- Opening Delimiter -
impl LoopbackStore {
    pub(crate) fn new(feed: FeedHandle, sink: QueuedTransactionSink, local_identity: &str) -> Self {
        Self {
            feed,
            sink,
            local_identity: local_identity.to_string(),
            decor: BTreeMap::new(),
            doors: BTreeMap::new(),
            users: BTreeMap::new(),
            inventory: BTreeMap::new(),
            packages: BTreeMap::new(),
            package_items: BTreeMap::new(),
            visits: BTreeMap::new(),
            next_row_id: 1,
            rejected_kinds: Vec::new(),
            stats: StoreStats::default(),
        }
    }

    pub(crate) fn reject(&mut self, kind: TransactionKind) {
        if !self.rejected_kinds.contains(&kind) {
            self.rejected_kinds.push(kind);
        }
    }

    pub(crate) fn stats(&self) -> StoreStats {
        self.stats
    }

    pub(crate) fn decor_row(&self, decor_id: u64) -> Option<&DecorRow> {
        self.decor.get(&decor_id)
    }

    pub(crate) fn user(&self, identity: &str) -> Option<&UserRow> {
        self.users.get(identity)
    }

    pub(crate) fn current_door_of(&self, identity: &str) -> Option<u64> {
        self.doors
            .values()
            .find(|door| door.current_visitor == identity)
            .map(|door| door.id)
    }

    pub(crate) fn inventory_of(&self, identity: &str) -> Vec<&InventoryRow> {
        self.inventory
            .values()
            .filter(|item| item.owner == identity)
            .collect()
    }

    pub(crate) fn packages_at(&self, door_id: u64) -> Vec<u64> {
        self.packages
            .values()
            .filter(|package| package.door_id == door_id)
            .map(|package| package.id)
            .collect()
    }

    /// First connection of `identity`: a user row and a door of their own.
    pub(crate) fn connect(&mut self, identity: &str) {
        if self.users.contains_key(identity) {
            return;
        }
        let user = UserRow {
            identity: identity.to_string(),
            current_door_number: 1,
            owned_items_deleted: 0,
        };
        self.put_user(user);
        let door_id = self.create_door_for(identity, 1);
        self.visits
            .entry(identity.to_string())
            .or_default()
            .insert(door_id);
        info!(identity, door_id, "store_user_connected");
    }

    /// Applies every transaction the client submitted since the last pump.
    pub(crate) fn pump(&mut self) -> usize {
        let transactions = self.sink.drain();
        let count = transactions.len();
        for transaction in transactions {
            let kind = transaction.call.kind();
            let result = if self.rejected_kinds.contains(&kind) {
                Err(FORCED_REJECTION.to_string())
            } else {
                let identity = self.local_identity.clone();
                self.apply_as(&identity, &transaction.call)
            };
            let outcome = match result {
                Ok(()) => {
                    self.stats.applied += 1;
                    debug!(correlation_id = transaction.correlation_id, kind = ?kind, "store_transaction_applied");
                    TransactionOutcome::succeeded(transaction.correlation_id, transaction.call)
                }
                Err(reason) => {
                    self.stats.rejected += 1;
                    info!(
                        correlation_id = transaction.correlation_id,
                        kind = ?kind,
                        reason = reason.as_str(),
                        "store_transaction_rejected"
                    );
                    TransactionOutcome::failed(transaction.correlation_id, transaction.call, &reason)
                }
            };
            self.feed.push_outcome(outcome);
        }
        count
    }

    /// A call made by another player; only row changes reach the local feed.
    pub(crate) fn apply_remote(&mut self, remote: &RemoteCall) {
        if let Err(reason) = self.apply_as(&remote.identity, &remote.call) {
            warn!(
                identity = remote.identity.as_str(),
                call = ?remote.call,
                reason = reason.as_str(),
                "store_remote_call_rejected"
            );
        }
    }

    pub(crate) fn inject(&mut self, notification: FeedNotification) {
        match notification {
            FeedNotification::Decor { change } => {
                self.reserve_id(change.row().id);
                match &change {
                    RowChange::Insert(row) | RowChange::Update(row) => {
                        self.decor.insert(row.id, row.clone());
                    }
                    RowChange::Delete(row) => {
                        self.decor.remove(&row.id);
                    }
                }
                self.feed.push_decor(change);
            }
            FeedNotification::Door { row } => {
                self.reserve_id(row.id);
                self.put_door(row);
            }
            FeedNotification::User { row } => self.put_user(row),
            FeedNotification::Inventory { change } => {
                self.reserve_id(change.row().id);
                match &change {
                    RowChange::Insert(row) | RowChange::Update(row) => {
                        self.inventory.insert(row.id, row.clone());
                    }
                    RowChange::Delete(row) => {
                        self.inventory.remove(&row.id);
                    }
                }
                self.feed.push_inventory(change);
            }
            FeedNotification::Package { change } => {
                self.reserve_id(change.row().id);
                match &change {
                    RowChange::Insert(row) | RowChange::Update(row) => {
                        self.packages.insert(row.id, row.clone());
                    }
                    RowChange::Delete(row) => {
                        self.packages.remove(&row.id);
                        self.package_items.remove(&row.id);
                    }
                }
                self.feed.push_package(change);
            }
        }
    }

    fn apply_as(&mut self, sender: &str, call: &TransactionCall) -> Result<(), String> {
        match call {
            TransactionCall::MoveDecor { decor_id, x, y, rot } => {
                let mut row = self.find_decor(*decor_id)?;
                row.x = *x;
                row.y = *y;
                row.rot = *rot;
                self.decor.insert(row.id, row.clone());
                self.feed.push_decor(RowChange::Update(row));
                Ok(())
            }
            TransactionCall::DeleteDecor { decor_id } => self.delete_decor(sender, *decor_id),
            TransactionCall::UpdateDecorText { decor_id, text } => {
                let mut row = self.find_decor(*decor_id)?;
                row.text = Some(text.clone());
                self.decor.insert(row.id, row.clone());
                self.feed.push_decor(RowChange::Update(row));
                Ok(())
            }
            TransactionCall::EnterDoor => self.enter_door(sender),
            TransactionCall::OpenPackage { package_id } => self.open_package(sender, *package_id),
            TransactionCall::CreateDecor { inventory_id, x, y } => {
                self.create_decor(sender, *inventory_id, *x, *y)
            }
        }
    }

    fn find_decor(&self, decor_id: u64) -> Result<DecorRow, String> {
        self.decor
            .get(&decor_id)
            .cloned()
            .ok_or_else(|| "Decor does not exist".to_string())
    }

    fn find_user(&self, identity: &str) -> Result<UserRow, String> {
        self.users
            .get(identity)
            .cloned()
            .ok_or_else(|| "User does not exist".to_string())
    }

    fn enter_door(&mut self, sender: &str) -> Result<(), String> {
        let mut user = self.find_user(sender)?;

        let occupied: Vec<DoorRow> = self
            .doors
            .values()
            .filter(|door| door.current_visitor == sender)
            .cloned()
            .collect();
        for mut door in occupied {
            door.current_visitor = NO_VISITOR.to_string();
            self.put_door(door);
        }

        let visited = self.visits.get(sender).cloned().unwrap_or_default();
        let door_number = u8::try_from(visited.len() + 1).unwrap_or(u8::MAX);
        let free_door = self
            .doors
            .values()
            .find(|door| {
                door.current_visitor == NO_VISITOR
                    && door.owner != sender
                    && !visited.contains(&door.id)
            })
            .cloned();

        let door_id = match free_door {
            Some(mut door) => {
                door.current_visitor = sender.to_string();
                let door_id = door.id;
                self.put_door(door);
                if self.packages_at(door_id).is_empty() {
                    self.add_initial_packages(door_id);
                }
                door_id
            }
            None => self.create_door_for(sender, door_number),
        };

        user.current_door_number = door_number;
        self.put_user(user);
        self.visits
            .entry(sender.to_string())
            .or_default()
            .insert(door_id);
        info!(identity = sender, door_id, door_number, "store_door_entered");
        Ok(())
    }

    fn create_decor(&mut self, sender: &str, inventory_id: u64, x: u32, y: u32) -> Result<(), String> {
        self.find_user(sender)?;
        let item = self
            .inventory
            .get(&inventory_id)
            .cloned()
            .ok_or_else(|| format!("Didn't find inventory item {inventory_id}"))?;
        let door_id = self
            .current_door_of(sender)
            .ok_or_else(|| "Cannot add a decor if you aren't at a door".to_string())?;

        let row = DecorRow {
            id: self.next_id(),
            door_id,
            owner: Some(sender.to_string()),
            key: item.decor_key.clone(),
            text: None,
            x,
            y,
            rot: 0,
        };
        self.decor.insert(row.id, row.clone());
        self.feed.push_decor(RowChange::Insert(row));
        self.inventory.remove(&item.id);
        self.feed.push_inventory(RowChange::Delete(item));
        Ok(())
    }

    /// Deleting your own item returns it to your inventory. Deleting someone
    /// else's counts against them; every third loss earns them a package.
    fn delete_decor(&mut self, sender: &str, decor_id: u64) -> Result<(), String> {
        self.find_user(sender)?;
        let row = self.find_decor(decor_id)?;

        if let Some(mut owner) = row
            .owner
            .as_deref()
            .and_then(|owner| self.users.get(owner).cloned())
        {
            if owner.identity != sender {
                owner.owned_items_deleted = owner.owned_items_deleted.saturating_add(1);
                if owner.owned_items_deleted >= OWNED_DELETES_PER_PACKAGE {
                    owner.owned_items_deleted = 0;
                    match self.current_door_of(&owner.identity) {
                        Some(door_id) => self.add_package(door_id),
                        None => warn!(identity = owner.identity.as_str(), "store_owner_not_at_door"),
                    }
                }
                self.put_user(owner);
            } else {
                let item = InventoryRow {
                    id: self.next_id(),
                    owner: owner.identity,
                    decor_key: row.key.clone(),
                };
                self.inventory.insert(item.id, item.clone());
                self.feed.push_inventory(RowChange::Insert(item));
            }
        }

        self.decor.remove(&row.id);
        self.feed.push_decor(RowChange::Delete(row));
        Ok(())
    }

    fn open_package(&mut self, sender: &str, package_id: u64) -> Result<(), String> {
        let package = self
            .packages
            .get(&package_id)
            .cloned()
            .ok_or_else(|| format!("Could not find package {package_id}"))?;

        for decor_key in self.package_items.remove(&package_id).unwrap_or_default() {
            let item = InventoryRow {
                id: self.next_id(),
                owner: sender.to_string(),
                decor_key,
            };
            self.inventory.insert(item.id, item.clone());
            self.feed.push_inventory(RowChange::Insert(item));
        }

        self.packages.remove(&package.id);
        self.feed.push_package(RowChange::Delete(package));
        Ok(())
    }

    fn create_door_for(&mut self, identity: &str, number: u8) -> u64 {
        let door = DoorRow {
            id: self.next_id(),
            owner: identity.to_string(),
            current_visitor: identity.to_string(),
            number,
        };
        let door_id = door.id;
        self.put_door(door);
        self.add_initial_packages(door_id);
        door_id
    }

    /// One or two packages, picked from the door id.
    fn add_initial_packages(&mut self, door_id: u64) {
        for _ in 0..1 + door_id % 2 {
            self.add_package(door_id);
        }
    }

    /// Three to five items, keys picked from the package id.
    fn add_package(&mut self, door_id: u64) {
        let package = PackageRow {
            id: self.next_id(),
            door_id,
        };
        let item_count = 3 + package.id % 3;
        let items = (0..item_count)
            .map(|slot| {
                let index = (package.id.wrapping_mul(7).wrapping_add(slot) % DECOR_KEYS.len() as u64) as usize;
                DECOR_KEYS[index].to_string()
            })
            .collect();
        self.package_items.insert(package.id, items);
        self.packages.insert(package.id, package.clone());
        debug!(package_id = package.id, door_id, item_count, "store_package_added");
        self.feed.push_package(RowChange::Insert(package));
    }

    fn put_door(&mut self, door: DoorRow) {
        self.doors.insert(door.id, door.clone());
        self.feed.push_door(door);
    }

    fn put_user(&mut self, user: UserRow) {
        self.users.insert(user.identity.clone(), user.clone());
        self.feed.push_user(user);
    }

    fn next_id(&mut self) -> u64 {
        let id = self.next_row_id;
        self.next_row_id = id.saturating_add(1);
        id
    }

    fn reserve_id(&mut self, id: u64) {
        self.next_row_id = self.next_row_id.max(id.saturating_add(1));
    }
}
- Closing Delimiter -
* _Exercise instructions_
Every line above with the word "doors" belongs in the answer, copied as written.

* _The completed task_
            doors: BTreeMap::new(),
        self.doors
            .doors
            .doors
        self.doors.insert(door.id, door.clone());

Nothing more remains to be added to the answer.